//! Dioxus RSX components for the health survey year views.

mod chart_grid;
mod error_display;
mod map_panel;
mod sidebar;
mod summary_header;
mod year_dashboard;

pub use chart_grid::{ChartGrid, ChartPanel};
pub use error_display::ErrorDisplay;
pub use map_panel::MapPanel;
pub use sidebar::Sidebar;
pub use summary_header::SummaryHeader;
pub use year_dashboard::YearDashboard;
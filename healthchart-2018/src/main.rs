//! Segamat Health 2018 summary.
//!
//! Shows, for one subdistrict at a time, the 2018 community health survey
//! results as a grid of Chart.js charts, next to a Leaflet map of the
//! district and a subdistrict list. Picking a pin or a list entry switches
//! every part of the page to that subdistrict.
//!
//! `build.rs` pivots `fixtures/health_2018.csv` into JSON at compile time;
//! it is embedded with `include_str!`.

use dioxus::prelude::*;
use hc_chart_ui::components::YearDashboard;
use hc_survey::year::SurveyYear;

const HEALTH_2018_JSON: &str = include_str!(concat!(env!("OUT_DIR"), "/health_2018.json"));

fn main() {
    dioxus_logger::init(dioxus_logger::tracing::Level::INFO).expect("failed to init logger");
    log::info!("starting {} view", SurveyYear::Y2018.route());
    dioxus::LaunchBuilder::new()
        .with_cfg(dioxus::web::Config::new().rootname("healthchart2018-root"))
        .launch(App);
}

#[component]
fn App() -> Element {
    rsx! {
        YearDashboard {
            year: SurveyYear::Y2018,
            data_json: HEALTH_2018_JSON,
        }
    }
}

__TASK STATEMENT__. Reproducing the whole listing above is not the task. Copy exactly only the lines from the one with "filename healthchart-2018/src/main.rs" to the one with "Leaflet map of the", both kept.

__WRITTEN RESPONSE__.
filename healthchart-2018/src/main.rs
//! Segamat Health 2018 summary.
//!
//! Shows, for one subdistrict at a time, the 2018 community health survey
//! results as a grid of Chart.js charts, next to a Leaflet map of the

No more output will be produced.